Column | Building bridges in and to the future

U.S. Secretary of Transportation Elaine Chao is leading the fight to make public-private partnerships for infrastructure projects a reality at a time when they are sorely needed. Cash-strapped cities and states just don’t have the money to keep up with the demands of an increasingly mobile society.

With the president’s full backing, Chao and others administration insiders are looking for ways to streamline the modernization of the nation’s aging infrastructure. The longer America waits, the harder it will be to remain competitive in the global market.

Chao is moving quickly. Recently she told the Association of State Highway and Transportation Officials she was personally committed “to identifying ways to eliminate unnecessary paperwork and bureaucracy that will save states time, money and reduce burdensome compliance costs.”

Progress has already been made. Regulatory and policy changes will allow major projects to start faster, finish quicker, and likely come in under budget. The states should undertake similar reforms so the public and private sector function harmoniously for the betterment of the American taxpayer. Unfortunately, not every state is moving in that direction.

In Alabama, where lawmakers borrowed $437 million to cover a recurring budget shortfall, things are still headed over the financial cliff. They cannot resist the urge to spend on pet projects rather than focus on reforms that would drive real economic growth in all corners of the state, not just the ones with the most political clout. Recent tax hikes and spending cuts have hit the state’s poorest residents the hardest. Medicaid and education funding have been gutted. Taxes on medical services and consumers goods disproportionately used by the poor continue to rise.

It’s a hard place to plan for infrastructure projects, needed though they may be. Some lawmakers continue to push, at a cost of $30 million, construction of a new road and bridge to service what is largely a vacation home community. Rather than spend scarce tax dollars this way they should follow their successful existing model of partnering with a private sector company to construct a new bridge to relieve traffic congestion.

The Alabama Beach Express, one of the two bridges that already cross the Intracoastal Waterway, has been such a success the owners have been able to lower the toll, voluntarily, and are committed to investing the funds necessary to widen the span to ease congestion. It’s a successful public-private partnership and, having done it once, with a willing partner in Secretary Chao in Washington, they should do it again. Instead they want to revert to the old way of doing business using tax dollars alone. It just doesn’t make sense.

Poor states like Alabama can no longer afford to indulge in lavish infrastructure spending. Funding options like public-private partnerships are a viable alternative. Alabama is the nation’s seventh-poorest state with over one-third of residents living in poverty in a number of counties. Government spending should be focused on essential services. If the legislature and the Department of Transportation use tax dollars to fund a new bridge then entire state pays for a project only few will use – regardless of ability or willingness to pay.

Since not building it at all really isn’t practical, there are really just two options for moving forward. The state can borrow and spend taxpayer dollars for the construction and ongoing maintenance of a “free” bridge or it can allow a private sector partner to invest in the state and take the taxpayers off the hook. Both options will likely alleviate congestion, but only one will solve the problem while saving.

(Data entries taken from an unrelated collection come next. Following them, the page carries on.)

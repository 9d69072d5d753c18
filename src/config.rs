//! Persistent application configuration model and defaults.

use std::collections::BTreeSet;

use crate::protocol::RepeatMode;

/// Root configuration persisted to `config.toml`.
#[derive(Debug, Clone, Default, PartialEq, serde::Deserialize, serde::Serialize)]
pub struct Config {
    #[serde(default)]
    /// Shuffle and repeat preferences restored at startup.
    pub playback: PlaybackConfig,
    #[serde(default)]
    /// Library folders scanned for tracks.
    pub library: LibraryConfig,
}

/// Playback-mode preferences persisted between sessions.
#[derive(Debug, Clone, Default, PartialEq, serde::Deserialize, serde::Serialize)]
pub struct PlaybackConfig {
    #[serde(default)]
    pub shuffle: bool,
    #[serde(default)]
    pub repeat_mode: RepeatMode,
}

/// Library indexing preferences persisted between sessions.
#[derive(Debug, Clone, PartialEq, serde::Deserialize, serde::Serialize)]
pub struct LibraryConfig {
    #[serde(default)]
    pub folders: Vec<String>,
    /// Load the scanned library into the queue on startup.
    #[serde(default = "default_true")]
    pub queue_on_startup: bool,
}

impl Default for LibraryConfig {
    fn default() -> Self {
        Self {
            folders: Vec::new(),
            queue_on_startup: true,
        }
    }
}

fn default_true() -> bool {
    true
}

/// Trims folder entries, drops blanks and duplicates while keeping their order.
pub fn sanitize_config(config: Config) -> Config {
    let mut seen = BTreeSet::new();
    let folders = config
        .library
        .folders
        .iter()
        .map(|folder| folder.trim().to_string())
        .filter(|folder| !folder.is_empty())
        .filter(|folder| seen.insert(folder.clone()))
        .collect();

    Config {
        playback: config.playback,
        library: LibraryConfig {
            folders,
            queue_on_startup: config.library.queue_on_startup,
        },
    }
}
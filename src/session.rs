//! 会话存储模块
//!
//! `SessionStore` 是会话数据唯一的读写入口，通过 Context 注入到需要它的页面
//! （登录表单与受保护页面），而不是让各页面直接访问全局存储。
//! 除了存储中的内容，刷新页面后不保留任何内存副本。

use crate::error::StorageError;
use crate::web::storage::{BrowserStorage, StorageArea};
use auth_portal_shared::{STORAGE_TOKEN_KEY, STORAGE_USER_KEY, User};
use leptos::prelude::use_context;

/// 浏览器中使用的会话存储
pub type BrowserSession = SessionStore<BrowserStorage>;

/// 从 Context 获取会话存储
pub fn use_session() -> BrowserSession {
    use_context::<BrowserSession>().expect("BrowserSession should be provided")
}

/// 一次登录建立的会话
#[derive(Debug, Clone, PartialEq, Eq)]
pub struct Session {
    pub token: String,
    pub user: User,
}

/// 会话存储服务
#[derive(Debug, Clone)]
pub struct SessionStore<S> {
    area: S,
}

impl<S: StorageArea> SessionStore<S> {
    pub fn new(area: S) -> Self {
        Self { area }
    }

    pub fn area(&self) -> &S {
        &self.area
    }

    /// 读取 token；空字符串视为不存在
    pub fn token(&self) -> Option<String> {
        self.area
            .get(STORAGE_TOKEN_KEY)
            .filter(|token| !token.is_empty())
    }

    /// 读取缓存的用户记录；内容损坏时视为不存在
    pub fn user(&self) -> Option<User> {
        let raw = self.area.get(STORAGE_USER_KEY)?;
        match serde_json::from_str(&raw) {
            Ok(user) => Some(user),
            Err(e) => {
                log::warn!("discarding unreadable cached user: {}", e);
                None
            }
        }
    }

    /// 写入 token 与用户记录
    ///
    /// 用户记录写入失败时会回滚 token，保证两个键要么都在要么都不在。
    pub fn save(&self, session: &Session) -> Result<(), StorageError> {
        let user =
            serde_json::to_string(&session.user).map_err(|e| StorageError::Encode(e.to_string()))?;

        self.area.set(STORAGE_TOKEN_KEY, &session.token)?;
        if let Err(e) = self.area.set(STORAGE_USER_KEY, &user) {
            self.area.remove(STORAGE_TOKEN_KEY);
            return Err(e);
        }
        Ok(())
    }

    /// 删除两个会话键（登出）
    pub fn clear(&self) {
        self.area.remove(STORAGE_TOKEN_KEY);
        self.area.remove(STORAGE_USER_KEY);
    }

    /// 清空整个存储区域（token 被后端拒绝时）
    pub fn purge(&self) {
        self.area.clear();
    }
}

Alabama’s leaders already have examples of both. The public I-59 bridge is there for folks who don’t want to pay a toll. It’s badly overcrowded. The Beach Express is there for those who are willing to pay to avoid the traffic. The people have a choice, a development we should all applaud, rather than trying to follow the old model just because that’s the way things have always been done.

The state has a great story to tell, one that should draw the attention of the president and Secretary Chao. It’s unfortunate some elected officials, rather than sing the praises of the public-private approach to major construction projects seem intent on ruining the model. Why they would want to raise taxes, borrow more money and spend tens of millions on a project the private sector would undertake with them is simply a mystery.

President Donald Trump and the U.S. Department of Transportation have started to bring the road and bridge building process, particularly where the issues of red tape and financing are concerned, into the 21st century. The environment is ripe for change. Rather than remain tied to the old order states like Alabama that needs new roads and bridges but can ill-afford them should likewise seek to be pioneers in the kind of innovative thinking that will put people back to work rebuilding America.